──────── RECORD SET

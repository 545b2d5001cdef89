//! View rendering for the moderation panel: header with the pending count,
//! the approved-only filter, and the testimonials table.

use yew::html::Scope;
use yew::prelude::*;

use common::model::testimonial::{Testimonial, TestimonialContent};

use crate::sync::Phase;

use super::messages::Msg;
use super::state::AdminPanel;

pub fn view(panel: &AdminPanel, ctx: &Context<AdminPanel>) -> Html {
    let link = ctx.link();

    html! {
        <div class="admin-root">
            { header(panel, link) }
            {
                if panel.sync.phase() == Phase::Loading {
                    html! {
                        <div class="admin-loading">
                            <div class="spinner" />
                            <p>{"Loading testimonials…"}</p>
                        </div>
                    }
                } else {
                    table(panel, link)
                }
            }
        </div>
    }
}

fn header(panel: &AdminPanel, link: &Scope<AdminPanel>) -> Html {
    let pending = panel.sync.pending_count();
    html! {
        <header class="admin-header">
            <div>
                <h1>{"Testimonials"}</h1>
                {
                    if pending > 0 {
                        html! { <span class="chip chip-pending">{ format!("{pending} pending review") }</span> }
                    } else {
                        html! { <span class="chip">{"All caught up"}</span> }
                    }
                }
            </div>
            <button class="btn-plain" onclick={link.callback(|_| Msg::SignOut)}>{"Sign out"}</button>
        </header>
    }
}

fn table(panel: &AdminPanel, link: &Scope<AdminPanel>) -> Html {
    let rows: Vec<&Testimonial> = panel
        .sync
        .items()
        .iter()
        .filter(|t| !panel.show_approved_only || t.approved)
        .collect();

    html! {
        <section class="admin-table">
            <div class="admin-table-bar">
                <h3>{ if panel.show_approved_only { "Approved testimonials" } else { "All testimonials" } }</h3>
                {
                    if panel.sync.is_reloading() {
                        html! { <span class="refresh-hint">{"Refreshing…"}</span> }
                    } else {
                        html! {}
                    }
                }
                <label class="filter-toggle">
                    <input
                        type="checkbox"
                        checked={panel.show_approved_only}
                        onchange={link.callback(|_| Msg::ToggleShowApproved)}
                    />
                    {"Show approved only"}
                </label>
            </div>
            <table>
                <thead>
                    <tr>
                        <th>{"Content"}</th>
                        <th>{"Author"}</th>
                        <th>{"Status"}</th>
                        <th class="cell-right">{"Actions"}</th>
                    </tr>
                </thead>
                <tbody>
                    {
                        if rows.is_empty() {
                            html! {
                                <tr><td colspan="4" class="cell-empty">{"No testimonials found"}</td></tr>
                            }
                        } else {
                            rows.iter().map(|t| table_row(panel, link, t)).collect::<Html>()
                        }
                    }
                </tbody>
            </table>
        </section>
    }
}

fn table_row(panel: &AdminPanel, link: &Scope<AdminPanel>, testimonial: &Testimonial) -> Html {
    let id = testimonial.id.clone();

    html! {
        <tr key={id.clone()}>
            <td class="cell-content">{ content_summary(testimonial) }</td>
            <td>
                <div class="cell-author">
                    <span>{ &testimonial.name }</span>
                    <span class="cell-author-detail">{ author_detail(testimonial) }</span>
                </div>
            </td>
            <td>
                {
                    if testimonial.approved {
                        html! { <span class="status status-approved">{"Approved"}</span> }
                    } else {
                        html! { <span class="status status-pending">{"Pending"}</span> }
                    }
                }
            </td>
            <td class="cell-right">
                { approval_button(panel, link, testimonial) }
                { delete_button(panel, link, &id) }
            </td>
        </tr>
    }
}

fn content_summary(testimonial: &Testimonial) -> Html {
    match &testimonial.content {
        TestimonialContent::Linkedin { screenshot_url, .. } => html! {
            <span>
                <span class="kind-tag">{"LinkedIn:"}</span>
                {
                    if screenshot_url.is_some() {
                        html! { <span class="has-shot">{" has screenshot"}</span> }
                    } else {
                        html! { <span class="no-shot">{" no screenshot"}</span> }
                    }
                }
            </span>
        },
        TestimonialContent::Written { text, .. } => {
            html! { <span class="text-excerpt">{ excerpt(text) }</span> }
        }
    }
}

fn author_detail(testimonial: &Testimonial) -> String {
    match &testimonial.content {
        TestimonialContent::Written { role, company, .. } => match (role, company) {
            (Some(role), Some(company)) => format!("{role} at {company}"),
            (Some(role), None) => role.clone(),
            (None, Some(company)) => company.clone(),
            (None, None) => String::new(),
        },
        TestimonialContent::Linkedin { headline, .. } => headline.clone().unwrap_or_default(),
    }
}

fn approval_button(panel: &AdminPanel, link: &Scope<AdminPanel>, testimonial: &Testimonial) -> Html {
    let id = testimonial.id.clone();
    let approve = !testimonial.approved;
    let busy = panel.sync.is_approving(&testimonial.id);

    html! {
        <button
            class={classes!("btn-plain", if approve { "btn-approve" } else { "btn-unapprove" })}
            disabled={busy}
            onclick={link.callback(move |_| Msg::ToggleApproval { id: id.clone(), approve })}
        >
            {
                if busy {
                    "Saving…"
                } else if approve {
                    "Approve"
                } else {
                    "Unapprove"
                }
            }
        </button>
    }
}

fn delete_button(panel: &AdminPanel, link: &Scope<AdminPanel>, id: &str) -> Html {
    let busy = panel.sync.is_deleting(id);
    let armed = panel.sync.armed_id() == Some(id);
    let id = id.to_string();

    html! {
        <button
            class={classes!("btn-plain", "btn-delete", if armed { Some("armed") } else { None })}
            disabled={busy}
            onclick={link.callback(move |_| Msg::DeleteTrigger(id.clone()))}
            onblur={link.callback(|_| Msg::Disarm)}
        >
            {
                if busy {
                    "Deleting…"
                } else if armed {
                    "Confirm?"
                } else {
                    "Delete"
                }
            }
        </button>
    }
}

fn excerpt(text: &str) -> String {
    let short: String = text.chars().take(70).collect();
    if short.len() < text.len() {
        format!("{short}…")
    } else {
        short
    }
}
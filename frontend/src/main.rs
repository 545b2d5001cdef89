use crate::app::App;

mod app;
mod components;
mod config;
mod overlay;
mod session;
mod store;
mod sync;
mod toast;

fn main() {
    yew::Renderer::<App>::new().render();
}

────────────────

EXERCISE BRIEF:
Reply with one number, the count of lines in the data that contain "crate".

RESPONSE AREA:
2